Portekizce öğrenelim

Artık terra'ün Portekizce içindeki anlamı hakkında daha fazla bilgi sahibi olduğunuza göre, seçilen örnekler aracılığıyla bunların nasıl kullanılacağını ve nasıl yapılacağını öğrenebilirsiniz. onları okuyun. Ve önerdiğimiz ilgili kelimeleri öğrenmeyi unutmayın.

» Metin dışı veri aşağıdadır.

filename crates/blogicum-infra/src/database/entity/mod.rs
//! SeaORM entities, one per table.

pub mod category;
pub mod comment;
pub mod location;
pub mod post;
pub mod user;

use blogicum_core::domain::UNSAVED_ID;
use sea_orm::ActiveValue;

/// Unsaved entities leave the key to the database sequence.
pub(crate) fn id_value(id: i64) -> ActiveValue<i64> {
    if id == UNSAVED_ID {
        ActiveValue::NotSet
    } else {
        ActiveValue::Set(id)
    }
}
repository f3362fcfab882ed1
use chrono::{DateTime, Utc};
use serde::{Deserialize, Serialize};

use super::UNSAVED_ID;

/// Post entity - a blog publication, possibly scheduled for the future.
#[derive(Debug, Clone, Serialize, Deserialize)]
pub struct Post {
    pub id: i64,
    pub author_id: i64,
    pub category_id: Option<i64>,
    pub location_id: Option<i64>,
    pub title: String,
    pub text: String,
    pub pub_date: DateTime<Utc>,
    pub is_published: bool,
    pub image: Option<String>,
    pub created_at: DateTime<Utc>,
}

/// The author-editable part of a post.
#[derive(Debug, Clone)]
pub struct PostDraft {
    pub title: String,
    pub text: String,
    pub pub_date: DateTime<Utc>,
    pub is_published: bool,
    pub category_id: Option<i64>,
    pub location_id: Option<i64>,
    pub image: Option<String>,
}

/// A post annotated with the number of comments it has.
#[derive(Debug, Clone)]
pub struct PostSummary {
    pub post: Post,
    pub comment_count: u64,
}

impl Post {
    /// Create a new post. The author always comes from the caller, never from the draft.
    pub fn new(author_id: i64, draft: PostDraft) -> Self {
        Self {
            id: UNSAVED_ID,
            author_id,
            category_id: draft.category_id,
            location_id: draft.location_id,
            title: draft.title,
            text: draft.text,
            pub_date: draft.pub_date,
            is_published: draft.is_published,
            image: draft.image,
            created_at: Utc::now(),
        }
    }

    /// Replace every editable field. Author and creation time stay untouched.
    pub fn apply(&mut self, draft: PostDraft) {
        self.title = draft.title;
        self.text = draft.text;
        self.pub_date = draft.pub_date;
        self.is_published = draft.is_published;
        self.category_id = draft.category_id;
        self.location_id = draft.location_id;
        self.image = draft.image;
    }

    pub fn is_authored_by(&self, user_id: i64) -> bool {
        self.author_id == user_id
    }
}
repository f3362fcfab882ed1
//! Health check endpoint.

use actix_web::HttpResponse;
use serde::Serialize;

#[derive(Serialize)]
pub struct HealthResponse {
    pub status: &'static str,
    pub version: &'static str,
    pub timestamp: String,
}

/// GET /health
pub async fn health_check() -> HttpResponse {
    HttpResponse::Ok().json(HealthResponse {
        status: "ok",
        version: env!("CARGO_PKG_VERSION"),
        timestamp: chrono::Utc::now().to_rfc3339(),
    })
}
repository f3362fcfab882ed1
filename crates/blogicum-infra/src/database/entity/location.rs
//! Location entity for SeaORM.

use sea_orm::Set;
use sea_orm::entity::prelude::*;

use super::id_value;

#[derive(Clone, Debug, PartialEq, Eq, DeriveEntityModel)]
#[sea_orm(table_name = "locations")]
pub struct Model {
    #[sea_orm(primary_key)]
    pub id: i64,
    pub name: String,
    pub is_published: bool,
    pub created_at: DateTimeWithTimeZone,
}

#[derive(Copy, Clone, Debug, EnumIter, DeriveRelation)]
pub enum Relation {
    #[sea_orm(has_many = "super::post::Entity")]
    Posts,
}

impl Related<super::post::Entity> for Entity {
    fn to() -> RelationDef {
        Relation::Posts.def()
    }
}

impl ActiveModelBehavior for ActiveModel {}

impl From<Model> for blogicum_core::domain::Location {
    fn from(model: Model) -> Self {
        Self {
            id: model.id,
            name: model.name,
            is_published: model.is_published,
            created_at: model.created_at.into(),
        }
    }
}

impl From<blogicum_core::domain::Location> for ActiveModel {
    fn from(location: blogicum_core::domain::Location) -> Self {
        Self {
            id: id_value(location.id),
            name: Set(location.name),
            is_published: Set(location.is_published),
            created_at: Set(location.created_at.into()),
        }
    }
}
//! # Blogicum Server
//!
//! The main entry point for the Actix-web HTTP server.

use actix_web::{App, HttpServer, web};
use std::sync::Arc;
use tracing_actix_web::TracingLogger;

mod config;
mod handlers;
mod middleware;
mod state;
mod telemetry;

use blogicum_core::ports::{PasswordService, TokenService};
use blogicum_infra::{Argon2PasswordService, JwtTokenService};

use config::AppConfig;
use middleware::error::AppError;
use state::AppState;
use telemetry::TelemetryConfig;

/// Malformed JSON bodies become problem documents like every other error.
fn json_config() -> web::JsonConfig {
    web::JsonConfig::default()
        .error_handler(|err, _req| AppError::BadRequest(err.to_string()).into())
}

#[actix_web::main]
async fn main() -> std::io::Result<()> {
    // Load .env file if present
    dotenvy::dotenv().ok();

    telemetry::init_telemetry(&TelemetryConfig::from_env());

    let config = AppConfig::from_env();

    tracing::info!(
        "Starting Blogicum server on {}:{}",
        config.host,
        config.port
    );

    let state = AppState::new(&config).await;
    let token_service: Arc<dyn TokenService> = Arc::new(JwtTokenService::new(config.jwt.clone()));
    let password_service: Arc<dyn PasswordService> = Arc::new(Argon2PasswordService::new());

    HttpServer::new(move || {
        App::new()
            .wrap(TracingLogger::default())
            .app_data(web::Data::new(state.clone()))
            .app_data(web::Data::new(token_service.clone()))
            .app_data(web::Data::new(password_service.clone()))
            .app_data(json_config())
            .configure(handlers::configure_routes)
    })
    .bind((config.host.as_str(), config.port))?
    .run()
    .await
}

Web sitemiz sürekli olarak yeni kelimeler ve yeni örneklerle güncellenmektedir, böylece bilmediğiniz diğer kelimelerin anlamlarını Portekizce içinde arayabilirsiniz.

terra ile ilgili kelimeler

Portekizce hakkında bilginiz var mı

Portekizce (português), Avrupa'nın İber yarımadasına özgü bir Roma dilidir. Portekiz, Brezilya, Angola, Mozambik, Gine-Bissau, Cape Verde'nin tek resmi dilidir. Portekizce, 215 ila 220 milyon anadili ve 50 milyon ikinci dil konuşanı olmak üzere toplamda yaklaşık 270 milyona sahiptir. Portekizce genellikle dünyada en çok konuşulan altıncı dil, Avrupa'da üçüncü sırada yer alır. 1997'de kapsamlı bir akademik çalışma, Portekizce'yi dünyadaki en etkili 10 dilden biri olarak sıraladı. UNESCO istatistiklerine göre, Portekizce ve İspanyolca, İngilizce'den sonra en hızlı büyüyen Avrupa dilleridir.